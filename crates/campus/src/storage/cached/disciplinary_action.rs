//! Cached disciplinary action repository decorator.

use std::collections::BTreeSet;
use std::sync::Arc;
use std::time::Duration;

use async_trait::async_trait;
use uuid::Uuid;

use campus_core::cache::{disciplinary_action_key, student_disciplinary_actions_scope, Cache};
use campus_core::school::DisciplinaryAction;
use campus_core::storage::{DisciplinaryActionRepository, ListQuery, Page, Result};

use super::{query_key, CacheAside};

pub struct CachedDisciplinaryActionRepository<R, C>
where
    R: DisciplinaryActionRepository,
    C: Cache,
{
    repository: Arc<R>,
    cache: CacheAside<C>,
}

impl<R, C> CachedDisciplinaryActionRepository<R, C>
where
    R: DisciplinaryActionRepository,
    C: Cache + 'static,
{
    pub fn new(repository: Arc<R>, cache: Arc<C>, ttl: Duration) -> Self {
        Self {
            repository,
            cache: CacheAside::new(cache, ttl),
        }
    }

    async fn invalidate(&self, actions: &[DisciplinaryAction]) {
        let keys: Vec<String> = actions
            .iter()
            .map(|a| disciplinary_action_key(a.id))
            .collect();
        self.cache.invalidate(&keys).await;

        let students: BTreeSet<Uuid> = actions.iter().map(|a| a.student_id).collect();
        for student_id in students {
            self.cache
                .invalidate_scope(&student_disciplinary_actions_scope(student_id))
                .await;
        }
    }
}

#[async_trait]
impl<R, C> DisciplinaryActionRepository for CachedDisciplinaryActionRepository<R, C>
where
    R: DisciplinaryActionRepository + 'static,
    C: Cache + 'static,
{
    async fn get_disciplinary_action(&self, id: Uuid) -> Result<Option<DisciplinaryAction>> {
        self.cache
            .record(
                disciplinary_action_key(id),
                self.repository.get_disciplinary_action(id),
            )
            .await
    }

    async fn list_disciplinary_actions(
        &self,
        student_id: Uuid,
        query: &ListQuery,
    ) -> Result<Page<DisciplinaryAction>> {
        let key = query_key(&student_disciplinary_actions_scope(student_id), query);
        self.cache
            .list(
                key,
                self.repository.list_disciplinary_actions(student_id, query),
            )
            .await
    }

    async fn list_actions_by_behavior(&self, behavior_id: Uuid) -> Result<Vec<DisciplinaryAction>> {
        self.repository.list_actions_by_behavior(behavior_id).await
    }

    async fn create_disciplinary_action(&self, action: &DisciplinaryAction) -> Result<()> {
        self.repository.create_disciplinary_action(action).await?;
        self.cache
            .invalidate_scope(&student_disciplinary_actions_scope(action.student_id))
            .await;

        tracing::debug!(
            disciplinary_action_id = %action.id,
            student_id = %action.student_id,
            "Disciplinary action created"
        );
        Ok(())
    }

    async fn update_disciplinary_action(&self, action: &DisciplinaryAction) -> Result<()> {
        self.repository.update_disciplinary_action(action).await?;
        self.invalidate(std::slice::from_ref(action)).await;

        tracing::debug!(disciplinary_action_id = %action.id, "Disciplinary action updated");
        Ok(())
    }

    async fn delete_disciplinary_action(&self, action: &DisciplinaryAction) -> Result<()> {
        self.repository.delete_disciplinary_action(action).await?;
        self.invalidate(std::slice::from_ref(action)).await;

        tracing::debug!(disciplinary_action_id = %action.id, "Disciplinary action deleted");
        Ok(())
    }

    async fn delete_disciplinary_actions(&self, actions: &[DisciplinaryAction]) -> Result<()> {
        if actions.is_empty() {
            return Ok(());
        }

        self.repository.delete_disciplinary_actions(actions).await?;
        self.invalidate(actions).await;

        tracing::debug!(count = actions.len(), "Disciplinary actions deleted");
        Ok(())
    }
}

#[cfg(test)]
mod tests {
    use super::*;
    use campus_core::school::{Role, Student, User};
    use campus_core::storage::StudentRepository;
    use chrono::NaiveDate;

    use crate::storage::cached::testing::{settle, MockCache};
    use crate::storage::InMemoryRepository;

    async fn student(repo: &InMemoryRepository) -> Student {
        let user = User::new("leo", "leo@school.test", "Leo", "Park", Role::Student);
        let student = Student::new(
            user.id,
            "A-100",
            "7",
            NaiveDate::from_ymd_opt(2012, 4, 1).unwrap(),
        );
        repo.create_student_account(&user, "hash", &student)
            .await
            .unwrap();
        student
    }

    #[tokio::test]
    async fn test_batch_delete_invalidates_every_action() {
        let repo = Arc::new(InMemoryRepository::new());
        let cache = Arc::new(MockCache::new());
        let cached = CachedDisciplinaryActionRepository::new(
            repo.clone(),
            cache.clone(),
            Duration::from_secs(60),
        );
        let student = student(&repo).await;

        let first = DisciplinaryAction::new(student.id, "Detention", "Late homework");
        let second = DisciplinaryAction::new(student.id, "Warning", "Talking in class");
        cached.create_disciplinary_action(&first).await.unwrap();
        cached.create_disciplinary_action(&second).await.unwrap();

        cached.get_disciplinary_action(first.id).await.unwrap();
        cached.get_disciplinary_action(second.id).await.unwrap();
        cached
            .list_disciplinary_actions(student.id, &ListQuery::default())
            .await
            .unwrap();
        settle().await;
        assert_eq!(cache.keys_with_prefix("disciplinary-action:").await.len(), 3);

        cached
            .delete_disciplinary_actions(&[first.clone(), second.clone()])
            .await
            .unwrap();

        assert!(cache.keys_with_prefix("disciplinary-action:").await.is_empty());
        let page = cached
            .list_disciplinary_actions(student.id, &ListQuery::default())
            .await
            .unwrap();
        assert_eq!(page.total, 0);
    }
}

* * *

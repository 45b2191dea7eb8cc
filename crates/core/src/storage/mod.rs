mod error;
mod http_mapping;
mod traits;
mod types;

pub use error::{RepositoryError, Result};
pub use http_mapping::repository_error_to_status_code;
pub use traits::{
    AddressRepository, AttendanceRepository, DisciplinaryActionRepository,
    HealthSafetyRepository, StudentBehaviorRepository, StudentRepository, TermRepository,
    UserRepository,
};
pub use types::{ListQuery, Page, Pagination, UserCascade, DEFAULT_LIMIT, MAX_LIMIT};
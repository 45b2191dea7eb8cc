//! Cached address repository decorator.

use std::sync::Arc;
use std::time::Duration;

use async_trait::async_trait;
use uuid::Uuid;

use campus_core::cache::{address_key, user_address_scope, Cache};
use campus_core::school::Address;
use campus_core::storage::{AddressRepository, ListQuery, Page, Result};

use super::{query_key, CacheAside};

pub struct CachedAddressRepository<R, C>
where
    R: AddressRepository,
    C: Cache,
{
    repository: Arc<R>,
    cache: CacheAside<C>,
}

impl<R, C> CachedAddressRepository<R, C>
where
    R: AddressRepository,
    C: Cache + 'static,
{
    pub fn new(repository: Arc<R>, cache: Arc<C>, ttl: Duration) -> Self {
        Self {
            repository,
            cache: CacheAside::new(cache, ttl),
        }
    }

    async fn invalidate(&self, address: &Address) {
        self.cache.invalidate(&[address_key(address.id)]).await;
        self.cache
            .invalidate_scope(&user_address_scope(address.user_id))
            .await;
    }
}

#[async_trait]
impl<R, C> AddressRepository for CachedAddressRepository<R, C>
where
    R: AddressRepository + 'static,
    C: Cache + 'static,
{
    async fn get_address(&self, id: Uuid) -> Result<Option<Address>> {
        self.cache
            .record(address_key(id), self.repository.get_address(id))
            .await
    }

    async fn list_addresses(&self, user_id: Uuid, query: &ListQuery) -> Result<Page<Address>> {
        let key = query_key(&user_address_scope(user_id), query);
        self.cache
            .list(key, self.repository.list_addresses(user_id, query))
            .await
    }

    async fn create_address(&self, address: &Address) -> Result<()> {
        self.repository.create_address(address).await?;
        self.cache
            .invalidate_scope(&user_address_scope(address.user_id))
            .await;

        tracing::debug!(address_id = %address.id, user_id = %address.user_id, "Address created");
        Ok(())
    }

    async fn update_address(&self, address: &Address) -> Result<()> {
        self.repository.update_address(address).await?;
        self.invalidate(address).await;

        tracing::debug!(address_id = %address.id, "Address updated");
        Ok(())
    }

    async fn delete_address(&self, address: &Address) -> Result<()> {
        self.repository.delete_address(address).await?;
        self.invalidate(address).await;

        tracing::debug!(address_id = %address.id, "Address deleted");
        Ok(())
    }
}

* * *

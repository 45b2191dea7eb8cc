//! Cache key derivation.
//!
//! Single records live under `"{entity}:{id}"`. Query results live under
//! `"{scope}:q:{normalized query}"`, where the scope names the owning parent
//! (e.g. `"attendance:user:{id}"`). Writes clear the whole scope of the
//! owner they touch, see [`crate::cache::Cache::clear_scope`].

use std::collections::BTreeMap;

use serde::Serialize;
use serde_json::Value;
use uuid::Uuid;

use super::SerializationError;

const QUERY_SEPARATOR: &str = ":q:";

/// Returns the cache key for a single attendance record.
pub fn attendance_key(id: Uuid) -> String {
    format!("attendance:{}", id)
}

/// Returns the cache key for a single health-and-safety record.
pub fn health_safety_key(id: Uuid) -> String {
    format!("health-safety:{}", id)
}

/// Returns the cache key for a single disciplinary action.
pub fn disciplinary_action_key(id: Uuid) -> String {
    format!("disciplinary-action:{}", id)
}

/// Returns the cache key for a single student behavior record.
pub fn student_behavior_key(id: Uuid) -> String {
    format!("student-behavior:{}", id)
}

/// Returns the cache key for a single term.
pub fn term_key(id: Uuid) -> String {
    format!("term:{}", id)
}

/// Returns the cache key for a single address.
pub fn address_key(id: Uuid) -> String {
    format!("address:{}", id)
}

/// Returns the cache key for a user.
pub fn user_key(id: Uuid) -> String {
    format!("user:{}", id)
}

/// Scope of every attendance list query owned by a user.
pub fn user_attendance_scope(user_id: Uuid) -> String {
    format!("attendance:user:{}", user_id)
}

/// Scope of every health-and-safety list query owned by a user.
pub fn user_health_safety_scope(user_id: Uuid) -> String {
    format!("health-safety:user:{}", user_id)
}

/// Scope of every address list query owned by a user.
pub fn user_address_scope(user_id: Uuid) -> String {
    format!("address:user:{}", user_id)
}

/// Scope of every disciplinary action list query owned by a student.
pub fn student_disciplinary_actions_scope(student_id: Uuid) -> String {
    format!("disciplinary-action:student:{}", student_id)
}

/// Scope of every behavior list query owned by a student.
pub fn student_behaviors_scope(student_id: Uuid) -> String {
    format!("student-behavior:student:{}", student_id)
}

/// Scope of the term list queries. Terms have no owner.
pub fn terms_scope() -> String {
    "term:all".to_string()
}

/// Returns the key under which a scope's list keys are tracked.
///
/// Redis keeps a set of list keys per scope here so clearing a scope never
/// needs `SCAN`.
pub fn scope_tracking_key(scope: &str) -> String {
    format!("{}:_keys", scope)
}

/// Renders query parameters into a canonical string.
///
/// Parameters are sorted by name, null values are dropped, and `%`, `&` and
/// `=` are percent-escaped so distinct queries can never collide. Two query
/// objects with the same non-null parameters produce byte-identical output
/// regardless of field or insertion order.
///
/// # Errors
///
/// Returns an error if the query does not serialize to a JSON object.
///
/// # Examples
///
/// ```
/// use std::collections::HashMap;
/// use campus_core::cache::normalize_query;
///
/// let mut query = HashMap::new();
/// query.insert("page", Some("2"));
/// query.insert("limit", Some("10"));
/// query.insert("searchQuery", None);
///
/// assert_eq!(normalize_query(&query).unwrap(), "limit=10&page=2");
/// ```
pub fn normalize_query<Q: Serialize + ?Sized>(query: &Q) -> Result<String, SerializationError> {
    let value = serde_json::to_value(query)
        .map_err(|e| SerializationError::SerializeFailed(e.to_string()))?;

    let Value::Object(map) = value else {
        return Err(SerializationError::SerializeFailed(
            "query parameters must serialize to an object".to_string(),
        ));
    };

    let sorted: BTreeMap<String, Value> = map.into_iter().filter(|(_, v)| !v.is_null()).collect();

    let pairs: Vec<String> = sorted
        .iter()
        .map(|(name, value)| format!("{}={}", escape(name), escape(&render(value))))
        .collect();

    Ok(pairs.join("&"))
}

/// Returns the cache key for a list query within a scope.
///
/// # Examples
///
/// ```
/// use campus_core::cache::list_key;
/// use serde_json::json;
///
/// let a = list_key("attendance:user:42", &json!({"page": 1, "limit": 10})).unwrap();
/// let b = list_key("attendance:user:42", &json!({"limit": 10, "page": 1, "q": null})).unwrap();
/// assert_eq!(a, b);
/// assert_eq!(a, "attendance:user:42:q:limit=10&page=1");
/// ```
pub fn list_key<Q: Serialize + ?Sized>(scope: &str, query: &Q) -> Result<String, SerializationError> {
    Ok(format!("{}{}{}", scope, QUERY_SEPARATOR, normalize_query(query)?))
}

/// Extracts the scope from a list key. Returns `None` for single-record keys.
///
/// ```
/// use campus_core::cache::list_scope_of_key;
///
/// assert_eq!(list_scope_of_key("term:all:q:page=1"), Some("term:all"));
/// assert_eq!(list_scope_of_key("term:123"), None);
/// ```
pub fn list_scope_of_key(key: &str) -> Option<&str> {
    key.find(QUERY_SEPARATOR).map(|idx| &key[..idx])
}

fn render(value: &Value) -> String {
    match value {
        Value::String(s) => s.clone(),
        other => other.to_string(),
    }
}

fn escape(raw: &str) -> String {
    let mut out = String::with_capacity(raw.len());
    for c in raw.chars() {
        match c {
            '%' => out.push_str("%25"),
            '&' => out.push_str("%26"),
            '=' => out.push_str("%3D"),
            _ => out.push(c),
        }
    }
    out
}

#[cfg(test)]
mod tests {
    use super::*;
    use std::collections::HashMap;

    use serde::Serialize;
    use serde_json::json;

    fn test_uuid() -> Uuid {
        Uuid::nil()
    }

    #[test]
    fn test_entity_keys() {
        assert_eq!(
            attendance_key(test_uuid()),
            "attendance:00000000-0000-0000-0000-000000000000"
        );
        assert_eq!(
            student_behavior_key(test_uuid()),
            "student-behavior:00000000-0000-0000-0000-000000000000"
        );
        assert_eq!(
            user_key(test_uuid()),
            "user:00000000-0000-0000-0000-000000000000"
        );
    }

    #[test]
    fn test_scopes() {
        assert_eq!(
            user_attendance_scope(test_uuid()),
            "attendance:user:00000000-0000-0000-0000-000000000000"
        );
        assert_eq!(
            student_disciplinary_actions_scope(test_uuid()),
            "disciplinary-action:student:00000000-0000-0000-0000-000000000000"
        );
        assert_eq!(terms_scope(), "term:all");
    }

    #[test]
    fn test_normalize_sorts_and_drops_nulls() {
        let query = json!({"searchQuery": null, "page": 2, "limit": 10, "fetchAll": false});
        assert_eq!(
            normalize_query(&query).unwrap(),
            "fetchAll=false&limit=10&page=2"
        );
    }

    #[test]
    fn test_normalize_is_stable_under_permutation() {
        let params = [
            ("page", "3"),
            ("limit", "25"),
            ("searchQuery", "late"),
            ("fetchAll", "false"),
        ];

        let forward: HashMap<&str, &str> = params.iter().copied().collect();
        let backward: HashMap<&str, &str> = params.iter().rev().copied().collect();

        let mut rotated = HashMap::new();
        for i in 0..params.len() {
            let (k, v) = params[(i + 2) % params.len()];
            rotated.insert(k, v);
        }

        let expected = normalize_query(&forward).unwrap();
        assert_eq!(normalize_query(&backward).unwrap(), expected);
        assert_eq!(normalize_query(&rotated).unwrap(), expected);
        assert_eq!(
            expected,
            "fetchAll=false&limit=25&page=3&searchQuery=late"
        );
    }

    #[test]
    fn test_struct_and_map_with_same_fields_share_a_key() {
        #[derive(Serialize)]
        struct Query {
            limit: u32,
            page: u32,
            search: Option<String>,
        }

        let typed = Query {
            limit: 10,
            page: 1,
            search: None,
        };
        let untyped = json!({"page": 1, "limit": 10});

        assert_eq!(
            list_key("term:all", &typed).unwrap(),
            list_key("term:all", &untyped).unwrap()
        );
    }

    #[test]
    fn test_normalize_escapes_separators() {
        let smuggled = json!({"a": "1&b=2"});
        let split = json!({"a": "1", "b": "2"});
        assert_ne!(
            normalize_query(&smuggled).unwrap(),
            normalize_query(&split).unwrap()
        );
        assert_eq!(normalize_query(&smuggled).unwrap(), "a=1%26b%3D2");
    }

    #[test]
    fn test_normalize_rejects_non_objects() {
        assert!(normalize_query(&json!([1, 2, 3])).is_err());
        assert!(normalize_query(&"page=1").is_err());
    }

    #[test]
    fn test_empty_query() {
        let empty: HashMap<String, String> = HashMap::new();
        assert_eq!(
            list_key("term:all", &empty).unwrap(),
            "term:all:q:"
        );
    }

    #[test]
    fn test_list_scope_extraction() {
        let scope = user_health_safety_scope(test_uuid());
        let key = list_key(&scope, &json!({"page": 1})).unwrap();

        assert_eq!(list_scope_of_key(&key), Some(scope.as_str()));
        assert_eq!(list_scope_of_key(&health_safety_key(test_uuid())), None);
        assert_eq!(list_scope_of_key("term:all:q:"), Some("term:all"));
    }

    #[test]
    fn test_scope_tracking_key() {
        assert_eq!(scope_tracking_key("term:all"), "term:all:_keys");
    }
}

* * *

TASK INSTRUCTIONS ▸ Please tally the lines of the data in which the string "SerializationError" appears and write only the total.

THE COMPLETED TASK ▸ 5